The 38-year-old Deckers company said the purchase includes the exclusive license of the Sanuk sandals and shoe brand, and additional participation payments based on performance over the next five years.
“Sanuk is an ideal addition to the Deckers family of brands,” Angel Martinez, Deckers’ president, chief executive and chairman, said in a statement. “It’s a profitable, well-run business with a corporate culture similar to ours, and provides substantial growth opportunities, particularly within the action sports market where it has a large and loyal customer base of active outdoor enthusiasts. Its authentic product collections complement our existing portfolio with minimal overlap, and it’s a brand that we believe has true global lifestyle potential.”

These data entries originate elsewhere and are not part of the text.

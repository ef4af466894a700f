//! Behavior command to target state
//!
//! Turns the maneuver requested by the behavior layer into the end state of
//! the next trajectory segment: a lateral offset and a longitudinal speed.
//! Lateral velocity and acceleration of the target are always zero, so every
//! maneuver ends with the vehicle settled in its lane.

use log::debug;
use ordered_float::OrderedFloat;

use crate::common::{BehaviorCommand, PlannerResult, RoadMap, RoadState, TrafficObservation};
use crate::config::PlannerConfig;

/// Slow-down factor applied to the lead vehicle's speed when following it
/// closer than the minimum tracking gap
pub const CLOSE_FOLLOW_FACTOR: f64 = 0.9;

/// Nearest same-lane vehicle ahead of the ego vehicle
#[derive(Debug, Clone, Copy, PartialEq)]
pub struct LeadVehicle {
    pub id: i32,
    pub gap: f64,
    pub speed: f64,
}

/// Resolves behavior commands, remembering the lateral target of the lane
/// change in progress across ticks.
#[derive(Debug, Clone, Default, PartialEq)]
pub struct TargetStateResolver {
    pending_lane_change_d: f64,
}

impl TargetStateResolver {
    pub fn new() -> Self {
        Self::default()
    }

    /// Lateral target stored by the last lane change command
    pub fn pending_lane_change_d(&self) -> f64 {
        self.pending_lane_change_d
    }

    /// Target state for `command`, starting from `current`.
    ///
    /// Only `d` and `s_dot` of the result are meaningful.
    pub fn resolve<M: RoadMap>(
        &mut self,
        command: BehaviorCommand,
        current: &RoadState,
        traffic: &[TrafficObservation],
        map: &M,
        config: &PlannerConfig,
    ) -> PlannerResult<RoadState> {
        let lane = map.lane_index(current.d);
        let leftmost_d = config.lane_center(0);
        let rightmost_d = config.lane_center(config.n_lanes() as i32 - 1);

        let (d, s_dot) = match command {
            BehaviorCommand::GoStraight => {
                let s_dot = match find_lead_vehicle(current, traffic, map, config) {
                    Some(lead) if lead.gap < config.min_tracking_gap => {
                        CLOSE_FOLLOW_FACTOR * lead.speed
                    }
                    Some(lead) => lead.speed,
                    None => f64::INFINITY,
                };
                (config.lane_center(lane), s_dot)
            }
            BehaviorCommand::ChangeLaneLeft => {
                let d = config.lane_center(lane - 1).max(leftmost_d);
                self.pending_lane_change_d = d;
                (d, f64::INFINITY)
            }
            BehaviorCommand::ChangeLaneRight => {
                let d = config.lane_center(lane + 1).min(rightmost_d);
                self.pending_lane_change_d = d;
                (d, f64::INFINITY)
            }
            BehaviorCommand::CompleteLaneChange => (self.pending_lane_change_d, f64::INFINITY),
        };

        let limit = config.speed_limit(map.lane_index(d))?;
        let target = RoadState {
            d,
            s_dot: s_dot.min(limit),
            ..RoadState::default()
        };

        debug!(
            "{:?} from lane {}: target d = {:.2}, s_dot = {:.2}",
            command, lane, target.d, target.s_dot
        );

        Ok(target)
    }
}

/// Closest vehicle in the ego lane that is ahead by less than the maximum
/// tracking gap
pub fn find_lead_vehicle<M: RoadMap>(
    current: &RoadState,
    traffic: &[TrafficObservation],
    map: &M,
    config: &PlannerConfig,
) -> Option<LeadVehicle> {
    let ego_lane = map.lane_index(current.d);

    traffic
        .iter()
        .filter(|car| map.lane_index(car.d) == ego_lane)
        .map(|car| LeadVehicle {
            id: car.id,
            gap: map.circular_distance(car.s, current.s),
            speed: car.speed(),
        })
        .filter(|lead| lead.gap > 0.0 && lead.gap < config.max_tracking_gap)
        .min_by_key(|lead| OrderedFloat(lead.gap))
}
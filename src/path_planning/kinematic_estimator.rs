//! Finite-difference velocity and acceleration estimates
//!
//! Derivatives are taken between consecutive samples of one coordinate of the
//! waypoint history. The distance between samples is measured with a
//! caller-supplied metric, so the wrapping longitudinal axis and the plain
//! lateral axis share the same code.

use std::collections::VecDeque;

use log::warn;

use super::waypoint_history::WaypointHistory;
use crate::common::{RoadMap, RoadState};

/// Velocity at `index`: `distance(seq[index], seq[index - 1]) / dt`.
///
/// Returns `None` unless `1 <= index < seq.len()`.
pub fn estimate_velocity<F>(seq: &VecDeque<f64>, index: usize, dt: f64, distance: F) -> Option<f64>
where
    F: Fn(f64, f64) -> f64,
{
    if index < 1 || index >= seq.len() {
        warn!(
            "Cannot estimate velocity at index {} from {} samples",
            index,
            seq.len()
        );
        return None;
    }

    Some(distance(seq[index], seq[index - 1]) / dt)
}

/// Acceleration at `index` from the two velocities ending there.
///
/// Returns `None` unless `2 <= index < seq.len()`.
pub fn estimate_acceleration<F>(seq: &VecDeque<f64>, index: usize, dt: f64, distance: F) -> Option<f64>
where
    F: Fn(f64, f64) -> f64,
{
    if index < 2 || index >= seq.len() {
        warn!(
            "Cannot estimate acceleration at index {} from {} samples",
            index,
            seq.len()
        );
        return None;
    }

    let v1 = estimate_velocity(seq, index, dt, &distance)?;
    let v2 = estimate_velocity(seq, index - 1, dt, &distance)?;
    Some((v1 - v2) / dt)
}

/// Road state at the newest point of the history.
///
/// Returns `None` for an empty history. Derivatives that cannot be estimated
/// from too short a history are reported as zero.
pub fn estimate_road_state<M: RoadMap>(history: &WaypointHistory, dt: f64, map: &M) -> Option<RoadState> {
    let (s, d) = history.back()?;
    let last = history.len() - 1;

    let circular = |a: f64, b: f64| map.circular_distance(a, b);
    let s_seq = history.s_values();
    let d_seq = history.d_values();

    Some(RoadState {
        s,
        s_dot: estimate_velocity(s_seq, last, dt, circular).unwrap_or(0.0),
        s_ddot: estimate_acceleration(s_seq, last, dt, circular).unwrap_or(0.0),
        d,
        d_dot: estimate_velocity(d_seq, last, dt, circular).unwrap_or(0.0),
        d_ddot: estimate_acceleration(d_seq, last, dt, circular).unwrap_or(0.0),
    })
}
//! Trajectory generation for highway driving
//!
//! # Components
//!
//! - `waypoint_history`: road-relative points already handed to the follower
//! - `kinematic_estimator`: finite difference velocity/acceleration estimates
//! - `target_state`: behavior command to target lane offset and speed
//! - `jerk_minimizing`: quintic boundary value solver
//! - `trajectory_generator`: per-tick orchestration of the above
//!
//! # Example
//!
//! ```no_run
//! use highway_planner::common::{BehaviorCommand, EgoVehicle, Path2D, RoadMap};
//! use highway_planner::config::PlannerConfig;
//! use highway_planner::map::HighwayMap;
//! use highway_planner::path_planning::TrajectoryGenerator;
//!
//! let map = HighwayMap::circular(1000.0, 360, 4.0).unwrap();
//! let config = PlannerConfig {
//!     track_length: map.track_length(),
//!     ..PlannerConfig::default()
//! };
//! let mut generator = TrajectoryGenerator::new(config).unwrap();
//! let ego = EgoVehicle::new(1006.0, 0.0, 1.57, 0.0, 0.0, 6.0);
//!
//! let path = generator
//!     .generate_trajectory(BehaviorCommand::GoStraight, &ego, &[], &map, &Path2D::new())
//!     .unwrap();
//! assert_eq!(path.len(), 50);
//! ```

pub mod waypoint_history;
pub mod kinematic_estimator;
pub mod target_state;
pub mod jerk_minimizing;
pub mod trajectory_generator;

pub use waypoint_history::WaypointHistory;
pub use kinematic_estimator::{estimate_acceleration, estimate_road_state, estimate_velocity};
pub use target_state::{find_lead_vehicle, LeadVehicle, TargetStateResolver};
pub use jerk_minimizing::{full_boundary, velocity_keeping, PolynomialProfile};
pub use trajectory_generator::{wrap_s, SegmentProfiles, TrajectoryGenerator};
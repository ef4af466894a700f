//! Common types used throughout highway_planner

/// 2D point representation
#[derive(Debug, Clone, Copy, PartialEq)]
pub struct Point2D {
    pub x: f64,
    pub y: f64,
}

impl Point2D {
    pub fn new(x: f64, y: f64) -> Self {
        Self { x, y }
    }

    pub fn distance(&self, other: &Point2D) -> f64 {
        ((self.x - other.x).powi(2) + (self.y - other.y).powi(2)).sqrt()
    }
}

impl From<(f64, f64)> for Point2D {
    fn from(tuple: (f64, f64)) -> Self {
        Self { x: tuple.0, y: tuple.1 }
    }
}

/// Path represented as a sequence of 2D world points
#[derive(Debug, Clone, PartialEq)]
pub struct Path2D {
    pub points: Vec<Point2D>,
}

impl Path2D {
    pub fn new() -> Self {
        Self { points: Vec::new() }
    }

    pub fn with_capacity(capacity: usize) -> Self {
        Self { points: Vec::with_capacity(capacity) }
    }

    pub fn from_xy(x: &[f64], y: &[f64]) -> Self {
        assert_eq!(x.len(), y.len());
        let points = x.iter().zip(y.iter())
            .map(|(&x, &y)| Point2D::new(x, y))
            .collect();
        Self { points }
    }

    pub fn push(&mut self, point: Point2D) {
        self.points.push(point);
    }

    pub fn len(&self) -> usize {
        self.points.len()
    }

    pub fn is_empty(&self) -> bool {
        self.points.is_empty()
    }

    pub fn x_coords(&self) -> Vec<f64> {
        self.points.iter().map(|p| p.x).collect()
    }

    pub fn y_coords(&self) -> Vec<f64> {
        self.points.iter().map(|p| p.y).collect()
    }

    /// Drop the first `n` points, as the path follower does when it drives
    /// over them.
    pub fn consume(&mut self, n: usize) {
        let n = n.min(self.points.len());
        self.points.drain(..n);
    }

    pub fn total_length(&self) -> f64 {
        if self.points.len() < 2 {
            return 0.0;
        }
        self.points.windows(2)
            .map(|w| w[0].distance(&w[1]))
            .sum()
    }
}

impl Default for Path2D {
    fn default() -> Self {
        Self::new()
    }
}

/// Kinematic state in road-relative (Frenet) coordinates.
///
/// `s` runs along the track centerline and wraps at the track length,
/// `d` is the lateral offset from the left edge of the road.
#[derive(Debug, Clone, Copy, PartialEq, Default)]
pub struct RoadState {
    pub s: f64,
    pub s_dot: f64,
    pub s_ddot: f64,
    pub d: f64,
    pub d_dot: f64,
    pub d_ddot: f64,
}

impl RoadState {
    /// State at rest at the given road position
    pub fn at(s: f64, d: f64) -> Self {
        Self { s, d, ..Self::default() }
    }
}

/// The ego vehicle as reported by the simulator
#[derive(Debug, Clone, Copy, PartialEq, Default)]
pub struct EgoVehicle {
    pub x: f64,
    pub y: f64,
    /// Heading [rad]
    pub yaw: f64,
    /// Speed [m/s]
    pub speed: f64,
    pub s: f64,
    pub d: f64,
}

impl EgoVehicle {
    pub fn new(x: f64, y: f64, yaw: f64, speed: f64, s: f64, d: f64) -> Self {
        Self { x, y, yaw, speed, s, d }
    }

    pub fn position(&self) -> Point2D {
        Point2D::new(self.x, self.y)
    }

    /// Road-relative state; only the longitudinal speed is known, the
    /// remaining derivatives are taken as zero.
    pub fn to_road_state(&self) -> RoadState {
        RoadState {
            s: self.s,
            s_dot: self.speed,
            d: self.d,
            ..RoadState::default()
        }
    }
}

/// One vehicle reported by sensor fusion
#[derive(Debug, Clone, Copy, PartialEq)]
pub struct TrafficObservation {
    pub id: i32,
    pub x: f64,
    pub y: f64,
    pub vx: f64,
    pub vy: f64,
    pub s: f64,
    pub d: f64,
}

impl TrafficObservation {
    pub fn new(id: i32, x: f64, y: f64, vx: f64, vy: f64, s: f64, d: f64) -> Self {
        Self { id, x, y, vx, vy, s, d }
    }

    /// Scalar speed from the world velocity components
    pub fn speed(&self) -> f64 {
        self.vx.hypot(self.vy)
    }
}

/// Maneuver requested by the behavior layer for the current tick
#[derive(Debug, Clone, Copy, PartialEq, Eq, Hash)]
pub enum BehaviorCommand {
    GoStraight,
    ChangeLaneLeft,
    ChangeLaneRight,
    CompleteLaneChange,
}

#[cfg(test)]
mod tests {
    use super::*;

    #[test]
    fn test_point2d_distance() {
        let p1 = Point2D::new(0.0, 0.0);
        let p2 = Point2D::new(3.0, 4.0);
        assert!((p1.distance(&p2) - 5.0).abs() < 1e-10);
    }

    #[test]
    fn test_path2d_total_length() {
        let path = Path2D::from_xy(&[0.0, 1.0, 1.0], &[0.0, 0.0, 1.0]);
        assert!((path.total_length() - 2.0).abs() < 1e-10);
    }

    #[test]
    fn test_path2d_consume() {
        let mut path = Path2D::from_xy(&[0.0, 1.0, 2.0], &[0.0, 0.0, 0.0]);
        path.consume(2);
        assert_eq!(path.x_coords(), vec![2.0]);
        path.consume(5);
        assert!(path.is_empty());
    }

    #[test]
    fn test_traffic_speed() {
        let car = TrafficObservation::new(3, 0.0, 0.0, 6.0, 8.0, 100.0, 6.0);
        assert!((car.speed() - 10.0).abs() < 1e-12);
    }

    #[test]
    fn test_ego_to_road_state() {
        let ego = EgoVehicle::new(1.0, 2.0, 0.3, 12.0, 40.0, 6.0);
        let state = ego.to_road_state();
        assert_eq!(state.s, 40.0);
        assert_eq!(state.s_dot, 12.0);
        assert_eq!(state.d, 6.0);
        assert_eq!(state.d_dot, 0.0);
        assert_eq!(state.s_ddot, 0.0);
    }
}
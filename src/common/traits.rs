//! Common traits defining the planner's collaborator interfaces

/// Road geometry service.
///
/// Converts road-relative coordinates to world coordinates and answers lane
/// queries. The longitudinal axis is circular: `s` wraps back to zero after
/// `track_length()`.
pub trait RoadMap {
    /// Lane number for a lateral offset. Lane 0 is the leftmost lane; offsets
    /// off the road give negative or out-of-table indices.
    fn lane_index(&self, d: f64) -> i32;

    /// World position of the road-relative point `(s, d)`
    fn frenet_to_world(&self, s: f64, d: f64) -> (f64, f64);

    /// Signed longitudinal distance from `s_b` to `s_a`, taking the shorter way
    /// around the track.
    fn circular_distance(&self, s_a: f64, s_b: f64) -> f64;

    /// Length of the longitudinal axis before it wraps
    fn track_length(&self) -> f64;
}

/// Wrap-aware signed difference `a - b` on a circular axis of length `period`,
/// mapped into `[-period / 2, period / 2)`.
pub fn wrapped_difference(a: f64, b: f64, period: f64) -> f64 {
    let half = 0.5 * period;
    (a - b + half).rem_euclid(period) - half
}
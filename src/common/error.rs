//! Error types for highway_planner

use thiserror::Error;

/// Main error type for the planner
#[derive(Debug, Error)]
pub enum PlannerError {
    /// A lane index fell outside the per-lane speed limit table
    #[error("Lane {lane} is outside the speed limit table ({n_lanes} lanes)")]
    LaneOutOfRange { lane: i32, n_lanes: usize },

    /// Polynomial solve requested over a zero, negative or non-finite duration
    #[error("Cannot solve a jerk minimizing trajectory over a duration of {0} s")]
    DegenerateDuration(f64),

    /// Invalid configuration parameter
    #[error("Invalid configuration: {0}")]
    InvalidConfig(String),

    /// Invalid road map data
    #[error("Invalid map: {0}")]
    InvalidMap(String),

    #[error("I/O error: {0}")]
    Io(#[from] std::io::Error),

    #[error("Cannot parse the configuration file: {0}")]
    ConfigParse(#[from] toml::de::Error),

    #[error("Cannot parse the map file: {0}")]
    MapParse(#[from] csv::Error),
}

/// Result type alias for planner operations
pub type PlannerResult<T> = Result<T, PlannerError>;

#[cfg(test)]
mod tests {
    use super::*;

    #[test]
    fn test_error_display() {
        let err = PlannerError::LaneOutOfRange { lane: 4, n_lanes: 3 };
        assert_eq!(
            format!("{}", err),
            "Lane 4 is outside the speed limit table (3 lanes)"
        );
    }

    #[test]
    fn test_error_from_io() {
        let io_err = std::io::Error::new(std::io::ErrorKind::NotFound, "file not found");
        let err: PlannerError = io_err.into();
        assert!(matches!(err, PlannerError::Io(_)));
    }
}
//! Planner parameters
//!
//! All tunables of the trajectory generator live in [`PlannerConfig`]. The
//! defaults match the highway simulator (50 Hz path follower, three 4 m lanes,
//! 6945.554 m loop). A TOML file may override any subset of them.

use std::convert::TryFrom;
use std::fs::read_to_string;
use std::path::Path;

use serde::{Deserialize, Serialize};

use crate::common::{PlannerError, PlannerResult};

/// Parameters of the trajectory generator
#[derive(Debug, Clone, PartialEq, Serialize, Deserialize)]
#[serde(default)]
pub struct PlannerConfig {
    /// Number of points in every emitted path
    pub total_points: usize,

    /// Maximum number of not-yet-driven points re-emitted from the previous
    /// path before new points are appended
    pub retained_points: usize,

    /// Time between consecutive path points.
    ///
    /// Units: seconds
    pub time_step: f64,

    /// Units: meters
    pub lane_width: f64,

    /// Longitudinal acceleration used to cap the target speed.
    ///
    /// Units: meters/second^2
    pub max_acceleration: f64,

    /// Below this gap the lead vehicle is followed slightly slower than its
    /// own speed.
    ///
    /// Units: meters
    pub min_tracking_gap: f64,

    /// Vehicles further ahead than this are ignored.
    ///
    /// Units: meters
    pub max_tracking_gap: f64,

    /// Speed limit of each lane, leftmost first. Its length defines the
    /// number of lanes.
    ///
    /// Units: meters/second
    pub lane_speed_limits: Vec<f64>,

    /// Length of the longitudinal axis before it wraps back to zero.
    ///
    /// Units: meters
    pub track_length: f64,
}

impl Default for PlannerConfig {
    fn default() -> Self {
        Self {
            total_points: 50,
            retained_points: 15,
            time_step: 0.02,
            lane_width: 4.0,
            max_acceleration: 5.0,
            min_tracking_gap: 15.0,
            max_tracking_gap: 50.0,
            // just under 50 mph
            lane_speed_limits: vec![21.5, 21.5, 21.5],
            track_length: 6945.554,
        }
    }
}

impl PlannerConfig {
    /// Parse and validate a TOML parameter string
    pub fn from_toml_str(params_str: &str) -> PlannerResult<Self> {
        let config: PlannerConfig = toml::from_str(params_str)?;
        config.validate()?;
        Ok(config)
    }

    /// Load and validate a TOML parameter file
    pub fn load<P: AsRef<Path>>(path: P) -> PlannerResult<Self> {
        let params_str = read_to_string(path)?;
        Self::from_toml_str(&params_str)
    }

    pub fn n_lanes(&self) -> usize {
        self.lane_speed_limits.len()
    }

    /// Speed limit of a lane, failing loudly on an index outside the table
    pub fn speed_limit(&self, lane: i32) -> PlannerResult<f64> {
        usize::try_from(lane)
            .ok()
            .and_then(|i| self.lane_speed_limits.get(i).copied())
            .ok_or(PlannerError::LaneOutOfRange {
                lane,
                n_lanes: self.n_lanes(),
            })
    }

    /// Lateral offset of the centre of a lane
    pub fn lane_center(&self, lane: i32) -> f64 {
        (lane as f64 + 0.5) * self.lane_width
    }

    /// Check the parameters are usable by the generator
    pub fn validate(&self) -> PlannerResult<()> {
        let invalid = |msg: String| -> PlannerResult<()> { Err(PlannerError::InvalidConfig(msg)) };

        if self.total_points == 0 {
            return invalid("total_points must be positive".to_string());
        }
        if self.retained_points >= self.total_points {
            return invalid(format!(
                "retained_points ({}) must be smaller than total_points ({})",
                self.retained_points, self.total_points
            ));
        }
        if !(self.time_step > 0.0) {
            return invalid(format!("time_step must be positive, got {}", self.time_step));
        }
        if !(self.lane_width > 0.0) {
            return invalid(format!("lane_width must be positive, got {}", self.lane_width));
        }
        if !(self.track_length > 0.0) {
            return invalid(format!("track_length must be positive, got {}", self.track_length));
        }
        if !(self.max_acceleration >= 0.0) {
            return invalid(format!(
                "max_acceleration must not be negative, got {}",
                self.max_acceleration
            ));
        }
        if self.lane_speed_limits.is_empty() {
            return invalid("lane_speed_limits must name at least one lane".to_string());
        }
        if self.lane_speed_limits.iter().any(|v| !(*v >= 0.0)) {
            return invalid("lane_speed_limits must not be negative".to_string());
        }
        if !(0.0 <= self.min_tracking_gap && self.min_tracking_gap <= self.max_tracking_gap) {
            return invalid(format!(
                "expected 0 <= min_tracking_gap ({}) <= max_tracking_gap ({})",
                self.min_tracking_gap, self.max_tracking_gap
            ));
        }

        Ok(())
    }
}
//! Road geometry

mod spline;
pub mod highway_map;

pub use highway_map::{HighwayMap, Waypoint};
//! highway_planner - trajectory generation for highway driving
//!
//! This crate provides the motion planning core of a highway autonomous
//! driving loop: given a behavior command, the ego vehicle state, sensor
//! fusion traffic and the road map, it emits a smooth fixed-length path of
//! world points for the simulator's path follower on every tick.

// Core modules
pub mod common;
pub mod config;
pub mod map;

// Algorithm modules
pub mod path_planning;

// Re-export common types for convenience
pub use common::{BehaviorCommand, EgoVehicle, Path2D, Point2D, RoadState, TrafficObservation};
pub use common::RoadMap;
pub use common::{PlannerError, PlannerResult};
pub use config::PlannerConfig;
pub use map::HighwayMap;
pub use path_planning::TrajectoryGenerator;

Deckers said it expects that the acquisition will boost earnings modestly this year before transaction costs.
Sanuk was founded in 1997 by entrepreneur Jeff Kelley, whose first product was a sandal made of green indoor-outdoor carpet. Sanuk is sold in more than 1,700 retailers in 40 countries, including REI, Bass Pro Shops, Dillards and Nordstrom. Its selection includes the Sidewalk Surfer Shoe and Yoga Mat sandal made from yoga mat material, which was the 2010 Product of the Year by the Surf Industry Manufacturers Association.
Sanuk, based in Irvine, will remain in Orange County and senior management will stay intact, according to the news release.
“We are excited to join forces with a company of Deckers’ caliber and culture,” Kelley said in the release. “Deckers’ specialty and focus is and has always been footwear, and this expertise will help globalize and accelerate Sanuk’s growth.”